Task to carry out> Repeat, exactly as written, the lines of the records below from the first through the line with "reported as a", but none past it.

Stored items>
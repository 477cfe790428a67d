//! Line-oriented wire format for orientation readings.
//!
//! A reading is one newline-terminated text line holding exactly three
//! comma-separated decimal values: roll, pitch and yaw in degrees.
//! Anything else is a malformed reading and is reported as a
//! [`ReadingError`] rather than raised to the frame loop.
use nom::{
    bytes::complete::take_till,
    character::complete::{char, space0},
    combinator::all_consuming,
    multi::separated_list1,
    number::complete::float,
    sequence::delimited,
    IResult,
};
use tracing::trace;

use crate::error::ReadingError;
use crate::transform::Orientation;

/// Pending bytes without a newline beyond this are discarded
pub const MAX_PENDING_BYTES: usize = 4096;

fn fields(input: &str) -> IResult<&str, Vec<&str>> {
    separated_list1(char(','), take_till(|c: char| c == ','))(input)
}

fn padded_float(input: &str) -> IResult<&str, f32> {
    all_consuming(delimited(space0, float, space0))(input)
}

/// Parse one line into an orientation (degrees on the wire, radians out)
pub fn parse_reading(line: &str) -> Result<Orientation, ReadingError> {
    let line = line.trim();
    let parts = match fields(line) {
        Ok((_, parts)) => parts,
        Err(_) => return Err(ReadingError::FieldCount { found: 0 }),
    };
    if parts.len() != 3 {
        return Err(ReadingError::FieldCount { found: parts.len() });
    }

    let mut degrees = [0.0f32; 3];
    for (field, (slot, text)) in degrees.iter_mut().zip(&parts).enumerate() {
        let (_, value) = padded_float(text).map_err(|_| ReadingError::NotNumeric {
            field,
            value: text.to_string(),
        })?;
        if !value.is_finite() {
            return Err(ReadingError::NonFinite { field });
        }
        *slot = value;
    }

    let orientation = Orientation::from_degrees(degrees[0], degrees[1], degrees[2]);
    if !orientation.is_finite() {
        return Err(ReadingError::NonFinite { field: 0 });
    }
    Ok(orientation)
}

/// Parse one line, collapsing every malformed case to `None`
pub fn parse_line(line: &str) -> Option<Orientation> {
    parse_reading(line).ok()
}

/// Frames a byte stream into complete lines.
///
/// Bytes are accumulated across pushes; only newline-terminated lines are
/// returned. Invalid UTF-8 sequences are dropped from the line.
#[derive(Debug, Default)]
pub struct LineBuffer {
    pending: Vec<u8>,
}

impl LineBuffer {
    pub fn new() -> Self {
        Self::default()
    }

    /// Append freshly received bytes
    pub fn push(&mut self, data: &[u8]) {
        self.pending.extend_from_slice(data);
        if self.pending.len() > MAX_PENDING_BYTES && !self.pending.contains(&b'\n') {
            trace!(bytes = self.pending.len(), "Dropping unterminated input");
            self.pending.clear();
        }
    }

    /// Pop the next complete line, without its terminator
    pub fn next_line(&mut self) -> Option<String> {
        let end = self.pending.iter().position(|&b| b == b'\n')?;
        let raw: Vec<u8> = self.pending.drain(..=end).collect();
        let line: String = String::from_utf8_lossy(&raw[..end])
            .chars()
            .filter(|&c| c != char::REPLACEMENT_CHARACTER)
            .collect();
        Some(line.trim_end_matches('\r').to_string())
    }

    /// Consume every complete line and return the newest valid reading.
    ///
    /// Malformed lines are skipped. `None` means no complete valid line
    /// arrived since the last call.
    pub fn latest_reading(&mut self) -> Option<Orientation> {
        let mut latest = None;
        while let Some(line) = self.next_line() {
            match parse_reading(&line) {
                Ok(orientation) => latest = Some(orientation),
                Err(e) => trace!(%e, line = %line, "Discarding malformed reading"),
            }
        }
        latest
    }

    /// Bytes held back waiting for a newline
    pub fn pending_len(&self) -> usize {
        self.pending.len()
    }

    pub fn clear(&mut self) {
        self.pending.clear();
    }
}
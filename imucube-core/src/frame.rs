//! Per-frame pipeline shared by every host
use tracing::{debug, info};

use crate::config::ViewerConfig;
use crate::error::SurfaceError;
use crate::geometry::{Cube, Rgb};
use crate::projection::{Projector, ScreenPoint};
use crate::render::{render_cube, RenderStats, RenderStyle};
use crate::source::AngleSource;
use crate::surface::RenderSurface;
use crate::transform::{transform_vertices, Orientation};

/// Where the HUD line is drawn
pub const HUD_POSITION: ScreenPoint = ScreenPoint { x: 20, y: 20 };

/// State carried from one frame to the next
#[derive(Debug, Clone, Copy, Default, PartialEq)]
pub struct SimulationState {
    /// Last good orientation; held when a poll yields nothing.
    pub orientation: Orientation,
    /// Frames completed so far.
    pub frame: u64,
    /// Frame at which the orientation last changed.
    pub last_update: Option<u64>,
}

/// Outcome of one frame
#[derive(Debug, Clone, Copy, PartialEq)]
pub struct FrameReport {
    pub frame: u64,
    pub orientation: Orientation,
    /// Whether this frame's poll delivered a new reading
    pub updated: bool,
    pub stats: RenderStats,
}

/// HUD text for an orientation, angles in degrees
pub fn hud_text(orientation: &Orientation) -> String {
    let (roll, pitch, yaw) = orientation.to_degrees();
    format!("Roll: {roll:.1}°  Pitch: {pitch:.1}°  Yaw: {yaw:.1}°")
}

/// Owns the angle source and the simulation state, and runs one frame at a
/// time against a render surface
pub struct FrameDriver<S: AngleSource> {
    source: S,
    cube: Cube,
    projector: Projector,
    style: RenderStyle,
    background: Rgb,
    hud: Rgb,
    state: SimulationState,
    released: bool,
}

impl<S: AngleSource> FrameDriver<S> {
    pub fn new(source: S, config: &ViewerConfig) -> Self {
        Self {
            source,
            cube: Cube::with_colors(config.face_colors),
            projector: Projector::from_config(config),
            style: RenderStyle::from_config(config),
            background: config.background,
            hud: config.hud,
            state: SimulationState::default(),
            released: false,
        }
    }

    pub fn state(&self) -> &SimulationState {
        &self.state
    }

    pub fn source(&self) -> &S {
        &self.source
    }

    /// Clear, poll, transform, draw, overlay the HUD and present
    pub fn step<R: RenderSurface + ?Sized>(
        &mut self,
        surface: &mut R,
    ) -> Result<FrameReport, SurfaceError> {
        surface.clear(self.background);

        let updated = match self.source.poll() {
            Some(orientation) => {
                self.state.orientation = orientation;
                self.state.last_update = Some(self.state.frame);
                true
            }
            None => false,
        };

        let transformed = transform_vertices(self.cube.vertices(), &self.state.orientation);
        let stats = render_cube(surface, &self.cube, &transformed, &self.projector, &self.style);

        surface.draw_text(HUD_POSITION, &hud_text(&self.state.orientation), self.hud);
        surface.present()?;

        let report = FrameReport {
            frame: self.state.frame,
            orientation: self.state.orientation,
            updated,
            stats,
        };
        self.state.frame += 1;

        if stats.skipped > 0 {
            debug!(frame = report.frame, skipped = stats.skipped, "Faces skipped");
        }
        Ok(report)
    }

    /// Release the angle source. Only the first call reaches the source.
    pub fn shutdown(&mut self) {
        if self.released {
            return;
        }
        self.source.release();
        self.released = true;
        info!(
            source = %self.source.name(),
            frames = self.state.frame,
            "Angle source released"
        );
    }
}
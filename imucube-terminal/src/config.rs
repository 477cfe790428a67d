//! Application configuration: viewer settings plus the serial link
use imucube_core::{ConfigError, ViewerConfig};
use serde::{Deserialize, Serialize};
use std::path::Path;
use tracing::info;

#[derive(Debug, Clone, Default, PartialEq, Serialize, Deserialize)]
#[serde(default)]
pub struct AppConfig {
    pub viewer: ViewerConfig,
    pub serial: SerialConfig,
}

#[derive(Debug, Clone, PartialEq, Serialize, Deserialize)]
#[serde(default)]
pub struct SerialConfig {
    /// Port name, e.g. `/dev/ttyUSB0` or `COM3`.
    pub port: String,
    /// Must match the sending sketch.
    pub baud_rate: u32,
    /// Read timeout handed to the driver.
    pub timeout_ms: u64,
    /// Wait after opening before discarding stale input.
    pub settle_ms: u64,
}

impl Default for SerialConfig {
    fn default() -> Self {
        Self {
            port: default_port().to_string(),
            baud_rate: 9600,
            timeout_ms: 1000,
            settle_ms: 2000,
        }
    }
}

fn default_port() -> &'static str {
    if cfg!(windows) {
        "COM3"
    } else {
        "/dev/ttyUSB0"
    }
}

impl AppConfig {
    /// Parse from TOML text and validate
    pub fn from_toml(text: &str) -> Result<Self, ConfigError> {
        let config: AppConfig = toml::from_str(text).map_err(|e| ConfigError::Parse(e.to_string()))?;
        config.validate()?;
        Ok(config)
    }

    /// Load from a file, or defaults when no path is given
    pub fn load(path: Option<&Path>) -> Result<Self, ConfigError> {
        match path {
            Some(path) => {
                let text = std::fs::read_to_string(path)?;
                let config = Self::from_toml(&text)?;
                info!(?path, "Loaded config");
                Ok(config)
            }
            None => {
                info!("No config file given, using defaults");
                Ok(Self::default())
            }
        }
    }

    pub fn validate(&self) -> Result<(), ConfigError> {
        self.viewer.validate()?;
        if self.serial.port.trim().is_empty() {
            return Err(ConfigError::invalid("serial.port", "must not be empty"));
        }
        if self.serial.baud_rate == 0 {
            return Err(ConfigError::invalid("serial.baud_rate", "must be positive"));
        }
        Ok(())
    }
}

Task answer>
repository 477cfe790428a67d
//! Line-oriented wire format for orientation readings.
//!
//! A reading is one newline-terminated text line holding exactly three
//! comma-separated decimal values: roll, pitch and yaw in degrees.
//! Anything else is a malformed reading and is reported as a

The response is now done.